Fidelity PM Claims Prediction Markets Are Not Replacing Sportsbooks


Published on: February 25, 2026, at 12:41h.

Updated on: February 25, 2026, at 12:41h.

  • The Fidelity Select Leisure Portfolio manager has a positive outlook on the US sports betting market.
  • The mutual fund includes investments in DraftKings and Flutter Entertainment.
  • The portfolio manager argues that fears surrounding prediction markets are a “simplistic” interpretation.

Despite ongoing challenges, the downturn in sports betting stocks is often linked to the emergence of prediction markets. However, some seasoned investors believe these alternative wagering platforms won’t displace existing sportsbook operators in the near future.

FanDuel
The logo of the FanDuel Sportsbook. A Fidelity portfolio manager expresses optimism for DraftKings and Flutter Entertainment. (Image: Flutter)

Peter Belisle, the Fidelity Portfolio Manager overseeing the Fidelity Select Leisure Portfolio (FDLSX), is optimistic about the future of the US sports betting sector, suggesting that investors who reacted negatively to predictions regarding market disruptions missed important insights.

“This viewpoint is overly simplistic and fails to recognize the complexity differences between prediction markets and online sportsbooks,” he remarked in a recent communication. “As we move into 2026 and beyond, it will become apparent that prediction markets are unlikely to replace sportsbooks, and potential legal issues could arise — all of which may contribute to reversing this negative sentiment.”

According to Morningstar data, the Fidelity Select Leisure Portfolio has owned shares in DraftKings (NASDAQ: DKNG) since October 2022 and in FanDuel’s parent company, Flutter Entertainment (NYSE: FLUT), since November 2021. The mutual fund also began a position in a sports betting data company last July, marking the only sports betting stocks in the $591.7 million portfolio.

Belisle Sees Duopoly Advantage for DraftKings, FanDuel

It is commonly recognized that DraftKings and FanDuel dominate the online sports betting landscape, holding the top two positions by market share in nearly every state where they operate.

This advantageous position could strengthen over time as competitors struggle to gain market share or exit the market completely. Belisle envisions favorable conditions for both DraftKings and Flutter in these scenarios.

“Current players lacking a solid foothold (such as Penn Entertainment) are under significant pressure to achieve profitability, while some have already retreated from competition (like Wynn Resorts),” observes Belisle. “As a result, we can likely expect reduced marketing expenditures and enhanced profitability among established players moving forward.”

As of January 31, Wynn Resorts (NASDAQ: WYNN) was a prominent holding in Belisle’s portfolio, being the sole gaming name included.

Belisle Remains Optimistic About US Sports Betting

While DraftKings and Flutter shares face ongoing challenges, emerging sentiment suggests these stocks may have been excessively penalized, making them appealing for patient, risk-aware investors.

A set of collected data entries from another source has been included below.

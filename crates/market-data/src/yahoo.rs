use crate::rate_limit::RateLimiter;
use crate::{HistoryRange, MarketDataError, MarketDataSource, PriceBar, QuoteSummary};
use async_trait::async_trait;
use chrono::{DateTime, Duration as ChronoDuration};
use reqwest::Client;
use serde_json::Value;
use std::time::Duration;

const DEFAULT_BASE_URL: &str = "https://query2.finance.yahoo.com";
const SUMMARY_MODULES: &str =
    "price,summaryDetail,defaultKeyStatistics,financialData,assetProfile,calendarEvents";

#[derive(Clone)]
pub struct YahooClient {
    client: Client,
    base_url: String,
    rate_limiter: RateLimiter,
}

impl YahooClient {
    pub fn new(base_url: impl Into<String>) -> Result<Self, MarketDataError> {
        // Yahoo throttles aggressively; 120 req/min stays clear of it.
        let rate_limit: usize = std::env::var("MARKET_DATA_RATE_LIMIT")
            .ok()
            .and_then(|v| v.parse().ok())
            .unwrap_or(120);

        let client = Client::builder()
            .user_agent("Mozilla/5.0 (Windows NT 10.0; Win64; x64) AppleWebKit/537.36")
            .timeout(Duration::from_secs(15))
            .build()?;

        Ok(Self {
            client,
            base_url: base_url.into(),
            rate_limiter: RateLimiter::new(rate_limit, Duration::from_secs(60)),
        })
    }

    pub fn from_env() -> Result<Self, MarketDataError> {
        let base_url = std::env::var("MARKET_DATA_BASE_URL")
            .unwrap_or_else(|_| DEFAULT_BASE_URL.to_string());
        Self::new(base_url)
    }

    async fn get_json(&self, url: &str, query: &[(&str, &str)]) -> Result<Value, MarketDataError> {
        self.rate_limiter.acquire().await;

        let response = self.client.get(url).query(query).send().await?;
        let status = response.status();
        if status.as_u16() == 404 {
            return Err(MarketDataError::NotFound(url.to_string()));
        }
        if !status.is_success() {
            return Err(MarketDataError::Status {
                status: status.as_u16(),
            });
        }

        Ok(response.json::<Value>().await?)
    }
}

#[async_trait]
impl MarketDataSource for YahooClient {
    async fn quote_summary(&self, symbol: &str) -> Result<QuoteSummary, MarketDataError> {
        let url = format!(
            "{}/v10/finance/quoteSummary/{}",
            self.base_url,
            symbol.to_uppercase()
        );
        let json = self.get_json(&url, &[("modules", SUMMARY_MODULES)]).await?;
        parse_quote_summary(symbol, &json)
    }

    async fn daily_closes(
        &self,
        symbol: &str,
        range: HistoryRange,
    ) -> Result<Vec<PriceBar>, MarketDataError> {
        let url = format!("{}/v8/finance/chart/{}", self.base_url, symbol.to_uppercase());
        let json = self
            .get_json(&url, &[("range", range.as_str()), ("interval", "1d")])
            .await?;
        parse_chart(symbol, &json)
    }
}

/// Yahoo wraps most numbers as `{"raw": n, "fmt": "..."}`; accept either form.
fn raw_f64(v: Option<&Value>) -> Option<f64> {
    let v = v?;
    v.get("raw").and_then(|r| r.as_f64()).or_else(|| v.as_f64())
}

fn raw_i64(v: Option<&Value>) -> Option<i64> {
    let v = v?;
    let raw = v.get("raw").unwrap_or(v);
    raw.as_i64().or_else(|| raw.as_f64().map(|f| f as i64))
}

fn text(v: Option<&Value>) -> Option<String> {
    v.and_then(|v| v.as_str())
        .filter(|s| !s.is_empty())
        .map(|s| s.to_string())
}

pub fn parse_quote_summary(symbol: &str, json: &Value) -> Result<QuoteSummary, MarketDataError> {
    let result = json
        .get("quoteSummary")
        .and_then(|v| v.get("result"))
        .and_then(|v| v.as_array())
        .and_then(|arr| arr.first())
        .ok_or_else(|| MarketDataError::NotFound(symbol.to_string()))?;

    let empty = Value::Null;
    let price = result.get("price").unwrap_or(&empty);
    let detail = result.get("summaryDetail").unwrap_or(&empty);
    let stats = result.get("defaultKeyStatistics").unwrap_or(&empty);
    let financial = result.get("financialData").unwrap_or(&empty);
    let profile = result.get("assetProfile").unwrap_or(&empty);

    let earnings_timestamp = result
        .get("calendarEvents")
        .and_then(|c| c.get("earnings"))
        .and_then(|e| e.get("earningsDate"))
        .and_then(|d| d.as_array())
        .and_then(|arr| raw_i64(arr.first()));

    Ok(QuoteSummary {
        symbol: symbol.to_uppercase(),
        long_name: text(price.get("longName")).or_else(|| text(price.get("shortName"))),
        sector: text(profile.get("sector")),
        industry: text(profile.get("industry")),
        website: text(profile.get("website")),
        long_business_summary: text(profile.get("longBusinessSummary")),
        previous_close: raw_f64(detail.get("previousClose"))
            .or_else(|| raw_f64(price.get("regularMarketPreviousClose"))),
        open: raw_f64(detail.get("open")),
        bid: raw_f64(detail.get("bid")),
        bid_size: raw_i64(detail.get("bidSize")),
        ask: raw_f64(detail.get("ask")),
        ask_size: raw_i64(detail.get("askSize")),
        day_low: raw_f64(detail.get("dayLow")),
        day_high: raw_f64(detail.get("dayHigh")),
        fifty_two_week_low: raw_f64(detail.get("fiftyTwoWeekLow")),
        fifty_two_week_high: raw_f64(detail.get("fiftyTwoWeekHigh")),
        volume: raw_i64(detail.get("volume")),
        average_volume: raw_i64(detail.get("averageVolume")),
        market_cap: raw_i64(detail.get("marketCap")).or_else(|| raw_i64(price.get("marketCap"))),
        beta: raw_f64(detail.get("beta")),
        trailing_pe: raw_f64(detail.get("trailingPE")),
        trailing_eps: raw_f64(stats.get("trailingEps")),
        target_mean_price: raw_f64(financial.get("targetMeanPrice")),
        dividend_rate: raw_f64(detail.get("dividendRate")),
        dividend_yield: raw_f64(detail.get("dividendYield")),
        earnings_timestamp,
        ex_dividend_date: raw_i64(detail.get("exDividendDate")),
    })
}

/// Daily bars from a chart response, preferring adjusted closes. Bars with a
/// null close are skipped; dates are in the exchange's local time.
pub fn parse_chart(symbol: &str, json: &Value) -> Result<Vec<PriceBar>, MarketDataError> {
    let chart = json
        .get("chart")
        .and_then(|v| v.get("result"))
        .and_then(|v| v.as_array())
        .and_then(|arr| arr.first())
        .ok_or_else(|| MarketDataError::NotFound(symbol.to_string()))?;

    let timestamps = match chart.get("timestamp").and_then(|v| v.as_array()) {
        Some(ts) => ts,
        None => return Ok(Vec::new()),
    };

    let gmt_offset = chart
        .get("meta")
        .and_then(|m| m.get("gmtoffset"))
        .and_then(|v| v.as_i64())
        .unwrap_or(0);

    let indicators = chart
        .get("indicators")
        .ok_or_else(|| MarketDataError::Malformed("chart has no indicators".into()))?;

    let closes = indicators
        .get("adjclose")
        .and_then(|v| v.as_array())
        .and_then(|arr| arr.first())
        .and_then(|v| v.get("adjclose"))
        .or_else(|| {
            indicators
                .get("quote")
                .and_then(|v| v.as_array())
                .and_then(|arr| arr.first())
                .and_then(|v| v.get("close"))
        })
        .and_then(|v| v.as_array())
        .ok_or_else(|| MarketDataError::Malformed("chart has no close prices".into()))?;

    let mut bars = Vec::with_capacity(timestamps.len());
    for (ts, close) in timestamps.iter().zip(closes.iter()) {
        if let (Some(ts), Some(close)) = (ts.as_i64(), close.as_f64()) {
            let local = DateTime::from_timestamp(ts, 0)
                .ok_or_else(|| MarketDataError::Malformed(format!("invalid timestamp {}", ts)))?
                + ChronoDuration::seconds(gmt_offset);
            bars.push(PriceBar {
                date: local.date_naive(),
                close,
            });
        }
    }

    Ok(bars)
}
use axum::{extract::State, routing::get, Extension, Json, Router};
use broker_trait::{Holding, Provider};
use rust_decimal::Decimal;
use serde::Serialize;

use crate::auth::SessionContext;
use crate::{ApiResponse, AppError, AppState};

const NOT_CONNECTED: &str = "You haven't connected a Schwab account yet.";
const TOKEN_REJECTED: &str = "API Error: Could not fetch holdings. The token may have expired.";
const UNEXPECTED: &str = "An unexpected error occurred while fetching holdings.";

pub fn holdings_routes() -> Router<AppState> {
    Router::new().route("/holdings/", get(holdings))
}

#[derive(Debug, Serialize)]
pub struct HoldingView {
    #[serde(flatten)]
    pub holding: Holding,
    pub unrealized_profit_loss: Decimal,
}

#[derive(Debug, Default, PartialEq, Serialize)]
pub struct HoldingTotals {
    pub total_market_value: Decimal,
    pub total_day_gain_loss: Decimal,
    pub total_cost_basis: Decimal,
    pub total_unrealized_gain_loss: Decimal,
}

#[derive(Debug, Serialize)]
pub struct HoldingsPage {
    pub page_title: &'static str,
    pub environment: String,
    pub holdings: Vec<HoldingView>,
    pub totals: HoldingTotals,
    pub error_message: Option<String>,
}

pub fn summarize(holdings: &[Holding]) -> HoldingTotals {
    holdings.iter().fold(HoldingTotals::default(), |mut t, h| {
        t.total_market_value += h.market_value;
        t.total_day_gain_loss += h.day_profit_loss;
        t.total_cost_basis += h.cost_basis;
        t.total_unrealized_gain_loss += h.unrealized_profit_loss();
        t
    })
}

async fn holdings(
    State(state): State<AppState>,
    Extension(ctx): Extension<SessionContext>,
) -> Result<Json<ApiResponse<HoldingsPage>>, AppError> {
    let token = state.tokens.get(ctx.user.id, Provider::Schwab).await?;

    let result = match (state.broker.as_ref(), token) {
        (Some(broker), Some(token)) => broker
            .get_holdings(&token.access_token)
            .await
            .map_err(|e| {
                if e.is_auth_failure() {
                    tracing::warn!("Holdings request rejected: {}", e);
                    TOKEN_REJECTED
                } else {
                    tracing::error!("Holdings request failed: {}", e);
                    UNEXPECTED
                }
            }),
        _ => Err(NOT_CONNECTED),
    };

    let (holdings, error_message) = match result {
        Ok(holdings) => (holdings, None),
        Err(message) => (Vec::new(), Some(message.to_string())),
    };

    let totals = summarize(&holdings);
    let holdings = holdings
        .into_iter()
        .map(|holding| HoldingView {
            unrealized_profit_loss: holding.unrealized_profit_loss(),
            holding,
        })
        .collect();

    Ok(Json(ApiResponse::success(HoldingsPage {
        page_title: "Holdings",
        environment: state.config.environment.clone(),
        holdings,
        totals,
        error_message,
    })))
}

#[cfg(test)]
mod tests {
    use super::*;
    use rust_decimal_macros::dec;

    fn holding(symbol: &str, market_value: Decimal, cost_basis: Decimal, day: Decimal) -> Holding {
        Holding {
            symbol: symbol.to_string(),
            description: None,
            asset_type: Some("EQUITY".into()),
            quantity: dec!(10),
            average_price: cost_basis / dec!(10),
            market_value,
            cost_basis,
            day_profit_loss: day,
            day_profit_loss_percent: None,
        }
    }

    #[test]
    fn test_summarize_sums_every_column() {
        let totals = summarize(&[
            holding("AAPL", dec!(1900.50), dec!(1500.00), dec!(12.25)),
            holding("MSFT", dec!(4100.00), dec!(4300.00), dec!(-30.00)),
        ]);
        assert_eq!(totals.total_market_value, dec!(6000.50));
        assert_eq!(totals.total_cost_basis, dec!(5800.00));
        assert_eq!(totals.total_day_gain_loss, dec!(-17.75));
        assert_eq!(totals.total_unrealized_gain_loss, dec!(200.50));
    }

    #[test]
    fn test_summarize_empty() {
        assert_eq!(summarize(&[]), HoldingTotals::default());
    }
}
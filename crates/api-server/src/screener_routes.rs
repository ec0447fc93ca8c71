use axum::{
    extract::{Path, Query, State},
    routing::get,
    Json, Router,
};
use fundamental_analysis::{
    read_symbol_list, FundamentalsError, ScreenerRow, StatementPage, StatementType, StockDetail,
    TABLE_HEADERS,
};
use serde::{Deserialize, Serialize};

use crate::cache::{get_json, set_json};
use crate::{ApiResponse, AppError, AppState};

pub const SYMBOLS_CACHE_KEY: &str = "valid_screener_symbols";

const SYMBOLS_MISSING: &str =
    "The list of valid stocks has not been generated yet. Run `data-loader prefilter` to build it.";

pub fn screener_routes() -> Router<AppState> {
    Router::new()
        .route("/screener/", get(screener))
        .route("/screener/stock/:symbol/", get(stock_detail))
        .route(
            "/screener/stock/:symbol/financials/:statement_type",
            get(financials),
        )
}

// ---------------------------------------------------------------------------
// Pagination
// ---------------------------------------------------------------------------

#[derive(Debug, Clone, Copy, PartialEq, Serialize)]
pub struct PageInfo {
    pub number: usize,
    pub num_pages: usize,
    pub has_previous: bool,
    pub has_next: bool,
}

/// Page `requested` of `total` items. Non-numeric input gives the first page;
/// anything out of range gives the last.
pub fn paginate(
    total: usize,
    page_size: usize,
    requested: Option<&str>,
) -> (PageInfo, std::ops::Range<usize>) {
    let page_size = page_size.max(1);
    let num_pages = total.div_ceil(page_size).max(1);

    let number = match requested.map(str::trim).map(str::parse::<i64>) {
        None | Some(Err(_)) => 1,
        Some(Ok(n)) if n >= 1 && (n as usize) <= num_pages => n as usize,
        Some(Ok(_)) => num_pages,
    };

    let start = (number - 1) * page_size;
    let end = (start + page_size).min(total);
    (
        PageInfo {
            number,
            num_pages,
            has_previous: number > 1,
            has_next: number < num_pages,
        },
        start.min(total)..end,
    )
}

/// Case-insensitive substring match on the symbol.
pub fn filter_symbols<'a>(symbols: &'a [String], query: &str) -> Vec<&'a String> {
    let needle = query.trim().to_uppercase();
    symbols
        .iter()
        .filter(|s| needle.is_empty() || s.to_uppercase().contains(&needle))
        .collect()
}

// ---------------------------------------------------------------------------
// Screener table
// ---------------------------------------------------------------------------

#[derive(Debug, Default, Deserialize)]
pub struct ScreenerQuery {
    pub q: Option<String>,
    pub page: Option<String>,
}

#[derive(Debug, Serialize)]
pub struct ScreenerPage {
    pub page_title: &'static str,
    pub table_headers: [&'static str; 10],
    pub stocks: Vec<ScreenerRow>,
    pub search_query: String,
    pub total_results: usize,
    pub page: PageInfo,
    pub error_message: Option<String>,
}

/// Cached symbol list, reloaded from disk on a miss.
async fn valid_symbols(state: &AppState) -> Result<Vec<String>, String> {
    if let Some(symbols) = get_json::<Vec<String>>(state.cache.as_ref(), SYMBOLS_CACHE_KEY).await {
        tracing::debug!("Using cached screener symbols");
        return Ok(symbols);
    }

    let path = state.config.fundamentals.valid_symbols_path();
    let loaded = tokio::task::spawn_blocking(move || read_symbol_list(&path))
        .await
        .map_err(|e| {
            tracing::error!("Symbol list task failed: {}", e);
            "Could not read the list of valid stocks.".to_string()
        })?;

    match loaded {
        Ok(symbols) => {
            set_json(
                state.cache.as_ref(),
                SYMBOLS_CACHE_KEY,
                &symbols,
                state.config.symbol_cache_ttl,
            )
            .await;
            tracing::info!("Loaded {} screener symbols", symbols.len());
            Ok(symbols)
        }
        Err(FundamentalsError::SymbolListMissing(path)) => {
            tracing::warn!("Symbol list missing at {}", path.display());
            Err(SYMBOLS_MISSING.to_string())
        }
        Err(e) => {
            tracing::error!("Reading symbol list failed: {}", e);
            Err("Could not read the list of valid stocks.".to_string())
        }
    }
}

async fn screener(
    State(state): State<AppState>,
    Query(query): Query<ScreenerQuery>,
) -> Result<Json<ApiResponse<ScreenerPage>>, AppError> {
    let search_query = query.q.unwrap_or_default().trim().to_string();
    let page_size = state.config.screener_page_size;

    let (symbols, error_message) = match valid_symbols(&state).await {
        Ok(symbols) => (symbols, None),
        Err(message) => (Vec::new(), Some(message)),
    };

    let matches = filter_symbols(&symbols, &search_query);
    let (page, range) = paginate(matches.len(), page_size, query.page.as_deref());
    let page_symbols: Vec<String> = matches[range].iter().map(|s| s.to_string()).collect();

    let stocks = state.valuation.screener_rows(&page_symbols).await;

    Ok(Json(ApiResponse::success(ScreenerPage {
        page_title: "Stock Screener",
        table_headers: TABLE_HEADERS,
        stocks,
        search_query,
        total_results: matches.len(),
        page,
        error_message,
    })))
}

// ---------------------------------------------------------------------------
// Stock pages
// ---------------------------------------------------------------------------

async fn stock_detail(
    State(state): State<AppState>,
    Path(symbol): Path<String>,
) -> Result<Json<ApiResponse<StockDetail>>, AppError> {
    let symbol = symbol.trim();
    if symbol.is_empty() {
        return Err(AppError::bad_request("Symbol is required"));
    }
    Ok(Json(ApiResponse::success(
        state.valuation.stock_detail(symbol).await,
    )))
}

async fn financials(
    State(state): State<AppState>,
    Path((symbol, statement_type)): Path<(String, String)>,
) -> Result<Json<ApiResponse<StatementPage>>, AppError> {
    let statement: StatementType = statement_type
        .parse()
        .map_err(|_| AppError::not_found(format!("Unknown statement type: {}", statement_type)))?;

    Ok(Json(ApiResponse::success(
        state.valuation.statement_page(symbol.trim(), statement).await,
    )))
}

#[cfg(test)]
mod tests {
    use super::*;

    #[test]
    fn test_paginate_basic() {
        let (page, range) = paginate(40, 15, Some("2"));
        assert_eq!(range, 15..30);
        assert_eq!(
            page,
            PageInfo {
                number: 2,
                num_pages: 3,
                has_previous: true,
                has_next: true
            }
        );
    }

    #[test]
    fn test_paginate_fallbacks() {
        // Non-numeric -> first page
        assert_eq!(paginate(40, 15, Some("abc")).0.number, 1);
        assert_eq!(paginate(40, 15, None).0.number, 1);
        // Out of range -> last page
        let (page, range) = paginate(40, 15, Some("99"));
        assert_eq!(page.number, 3);
        assert_eq!(range, 30..40);
        assert!(!page.has_next);
        assert_eq!(paginate(40, 15, Some("0")).0.number, 3);
    }

    #[test]
    fn test_paginate_empty() {
        let (page, range) = paginate(0, 15, Some("4"));
        assert_eq!(page.number, 1);
        assert_eq!(page.num_pages, 1);
        assert!(range.is_empty());
    }

    #[test]
    fn test_filter_symbols_is_case_insensitive() {
        let symbols: Vec<String> = ["AAPL", "MSFT", "AMAT"].iter().map(|s| s.to_string()).collect();
        let found: Vec<&String> = filter_symbols(&symbols, "a");
        assert_eq!(found.len(), 2);
        assert_eq!(filter_symbols(&symbols, "").len(), 3);
        assert_eq!(filter_symbols(&symbols, " ms ")[0], "MSFT");
    }
}
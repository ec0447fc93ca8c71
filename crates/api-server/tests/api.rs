use account_store::AccountDb;
use api_server::cache::MemoryCache;
use api_server::config::AppConfig;
use api_server::{app_router, AppState};
use async_trait::async_trait;
use axum::body::Body;
use axum::http::{header, Request, StatusCode};
use axum::Router;
use broker_trait::{
    Authorization, BrokerClient, CallbackParams, FlowKind, Holding, Mover, MoverSort,
    OAuthProvider, PendingAuthorization, Provider, ProviderError, TokenGrant, Transaction,
};
use chrono::{DateTime, NaiveDate, Utc};
use fundamental_analysis::FundamentalsConfig;
use market_data::{HistoryRange, MarketDataError, MarketDataSource, PriceBar, QuoteSummary};
use rust_decimal_macros::dec;
use serde_json::{json, Value};
use std::path::Path;
use std::sync::Arc;
use tower::ServiceExt;

// ---------------------------------------------------------------------------
// Fakes
// ---------------------------------------------------------------------------

struct FakeSchwab;

#[async_trait]
impl OAuthProvider for FakeSchwab {
    fn provider(&self) -> Provider {
        Provider::Schwab
    }

    fn flow(&self) -> FlowKind {
        FlowKind::AuthorizationCode
    }

    async fn begin(&self, state: &str) -> Result<Authorization, ProviderError> {
        Ok(Authorization {
            redirect_url: Some(format!("https://auth.example.test/authorize?state={}", state)),
            pending: PendingAuthorization {
                state: Some(state.to_string()),
                ..Default::default()
            },
        })
    }

    async fn exchange(
        &self,
        params: &CallbackParams,
        pending: &PendingAuthorization,
    ) -> Result<TokenGrant, ProviderError> {
        let code = params
            .code
            .as_deref()
            .filter(|c| !c.is_empty())
            .ok_or(ProviderError::MissingParameter("code"))?;
        if params.state.is_some() && pending.state.is_some() && params.state != pending.state {
            return Err(ProviderError::StateMismatch);
        }
        if code == "rejected" {
            return Err(ProviderError::Permanent {
                status: 400,
                body: "invalid_grant".into(),
            });
        }
        Ok(TokenGrant {
            access_token: "access-1".into(),
            refresh_token: Some("refresh-1".into()),
            token_secret: None,
            expires_in: Some(1800),
        })
    }
}

struct FakeYodlee;

#[async_trait]
impl OAuthProvider for FakeYodlee {
    fn provider(&self) -> Provider {
        Provider::Yodlee
    }

    fn flow(&self) -> FlowKind {
        FlowKind::ClientCredentials
    }

    async fn begin(&self, _state: &str) -> Result<Authorization, ProviderError> {
        Ok(Authorization {
            redirect_url: None,
            pending: PendingAuthorization::default(),
        })
    }

    async fn exchange(
        &self,
        _params: &CallbackParams,
        _pending: &PendingAuthorization,
    ) -> Result<TokenGrant, ProviderError> {
        Ok(TokenGrant::bearer("fastlink-abc"))
    }
}

struct FakeBroker;

#[async_trait]
impl BrokerClient for FakeBroker {
    async fn get_holdings(&self, access_token: &str) -> Result<Vec<Holding>, ProviderError> {
        assert_eq!(access_token, "access-1");
        Ok(vec![Holding {
            symbol: "AAPL".into(),
            description: Some("APPLE INC".into()),
            asset_type: Some("EQUITY".into()),
            quantity: dec!(10),
            average_price: dec!(150),
            market_value: dec!(1900),
            cost_basis: dec!(1500),
            day_profit_loss: dec!(12.5),
            day_profit_loss_percent: Some(dec!(0.66)),
        }])
    }

    async fn get_transactions(
        &self,
        _access_token: &str,
        _start: DateTime<Utc>,
        _end: DateTime<Utc>,
    ) -> Result<Vec<Transaction>, ProviderError> {
        Ok(vec![Transaction {
            activity_id: Some(1),
            time: Some("2024-03-01T00:00:00+0000".into()),
            transaction_type: "DIVIDEND_OR_INTEREST".into(),
            description: Some("AAPL dividend".into()),
            net_amount: dec!(2.40),
        }])
    }

    async fn get_movers(
        &self,
        _access_token: &str,
        index: &str,
        sort: MoverSort,
    ) -> Result<Vec<Mover>, ProviderError> {
        assert_eq!(index, "$SPX.X");
        let mover = |symbol: &str| Mover {
            symbol: symbol.into(),
            description: None,
            last_price: Some(100.0),
            net_change: Some(1.0),
            net_percent_change: Some(1.0),
            volume: Some(1_000),
        };
        match sort {
            MoverSort::PercentChangeUp => Ok(vec![mover("UP")]),
            MoverSort::PercentChangeDown => Err(ProviderError::Transient("HTTP 503".into())),
            MoverSort::Volume => Ok(vec![mover("BUSY")]),
        }
    }

    fn broker_name(&self) -> &str {
        "fake"
    }
}

struct FakeMarket;

#[async_trait]
impl MarketDataSource for FakeMarket {
    async fn quote_summary(&self, symbol: &str) -> Result<QuoteSummary, MarketDataError> {
        if symbol == "ACME" {
            Ok(QuoteSummary {
                symbol: symbol.to_string(),
                long_name: Some("Acme Corp".into()),
                previous_close: Some(50.0),
                ..Default::default()
            })
        } else {
            Err(MarketDataError::NotFound(symbol.to_string()))
        }
    }

    async fn daily_closes(
        &self,
        _symbol: &str,
        _range: HistoryRange,
    ) -> Result<Vec<PriceBar>, MarketDataError> {
        Ok(vec![
            PriceBar {
                date: NaiveDate::from_ymd_opt(2024, 1, 2).unwrap(),
                close: 50.0,
            },
            PriceBar {
                date: NaiveDate::from_ymd_opt(2024, 1, 3).unwrap(),
                close: 60.0,
            },
        ])
    }
}

// ---------------------------------------------------------------------------
// Harness
// ---------------------------------------------------------------------------

fn write_fixtures(dir: &Path, with_symbol_list: bool) {
    std::fs::write(
        dir.join("cash_flow_statement.csv"),
        "act_symbol,date,period,diluted_net_eps\nACME,2023-12-31,Year,5.0\n",
    )
    .unwrap();
    std::fs::write(
        dir.join("balance_sheet_equity.csv"),
        "act_symbol,date,period,total_equity,shares_outstanding\nACME,2023-12-31,Year,2000,100\n",
    )
    .unwrap();
    std::fs::write(
        dir.join("eps_history.csv"),
        "act_symbol,period_end_date,reported\nACME,2022-12-31,4.0\nACME,2023-12-31,5.0\n",
    )
    .unwrap();
    std::fs::write(
        dir.join("income_statement.csv"),
        "act_symbol,date,period,sales\nACME,2023-12-31,Year,1000\n",
    )
    .unwrap();
    if with_symbol_list {
        std::fs::write(dir.join("valid_tickers_for_screener.txt"), "ACME\nBETA\n\n").unwrap();
    }
}

async fn test_app(dir: &Path, with_providers: bool) -> Router {
    let fundamentals = FundamentalsConfig::new(
        dir,
        fundamental_analysis::csv_data::DEFAULT_FILE_MAPPING,
        "Year",
    );
    let config = AppConfig::for_fundamentals(fundamentals);
    let db = AccountDb::new("sqlite::memory:").await.unwrap();

    let mut state = AppState::new(
        config,
        db,
        Arc::new(MemoryCache::new()),
        Arc::new(FakeMarket),
    );
    if with_providers {
        state = state
            .with_provider(Arc::new(FakeSchwab))
            .with_provider(Arc::new(FakeYodlee))
            .with_broker(Arc::new(FakeBroker));
    }
    app_router(state)
}
use axum::http::StatusCode;
use axum::response::{IntoResponse, Response};
use service::errors::ServiceError;
use thiserror::Error;

/// Terminal outcome of a rejected request; bodies are short plain text.
#[derive(Debug, Error)]
pub enum ApiError {
    #[error("unauthorized")]
    Unauthorized,
    #[error("{0}")]
    BadRequest(String),
    #[error("{0}")]
    NotFound(String),
    #[error("method not allowed")]
    MethodNotAllowed,
    /// Underlying filesystem message, passed through verbatim.
    #[error("{0}")]
    Internal(String),
}

impl ApiError {
    pub fn status(&self) -> StatusCode {
        match self {
            ApiError::Unauthorized => StatusCode::UNAUTHORIZED,
            ApiError::BadRequest(_) => StatusCode::BAD_REQUEST,
            ApiError::NotFound(_) => StatusCode::NOT_FOUND,
            ApiError::MethodNotAllowed => StatusCode::METHOD_NOT_ALLOWED,
            ApiError::Internal(_) => StatusCode::INTERNAL_SERVER_ERROR,
        }
    }

    /// Outcome category used in request logs.
    pub fn outcome(&self) -> &'static str {
        match self {
            ApiError::Unauthorized => "unauthorized",
            ApiError::BadRequest(_) => "bad_request",
            ApiError::NotFound(_) => "not_found",
            ApiError::MethodNotAllowed => "method_not_allowed",
            ApiError::Internal(_) => "error",
        }
    }
}

impl From<ServiceError> for ApiError {
    fn from(err: ServiceError) -> Self {
        match err {
            ServiceError::MissingFilename | ServiceError::InvalidFilename(_) => {
                ApiError::BadRequest(err.to_string())
            }
            ServiceError::UnknownFile(_) => ApiError::NotFound(err.to_string()),
            ServiceError::Io(e) => ApiError::Internal(e.to_string()),
        }
    }
}

impl IntoResponse for ApiError {
    fn into_response(self) -> Response {
        (self.status(), self.to_string()).into_response()
    }
}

Belisle maintains a positive outlook for the US sports wagering industry’s long-term prospects, noting that by the end of the previous year, half of the adult population in the United States had access to sports betting, albeit with low participation rates that suggest significant growth potential.

“Currently, online sports wagering operates as a ‘winner-takes-most’ market, dominated by a handful of players,” Belisle concludes. “We are still far from exhibiting mature, long-term duopoly economics, indicating that the stocks are considerably undervalued based on true long-term economic projections.”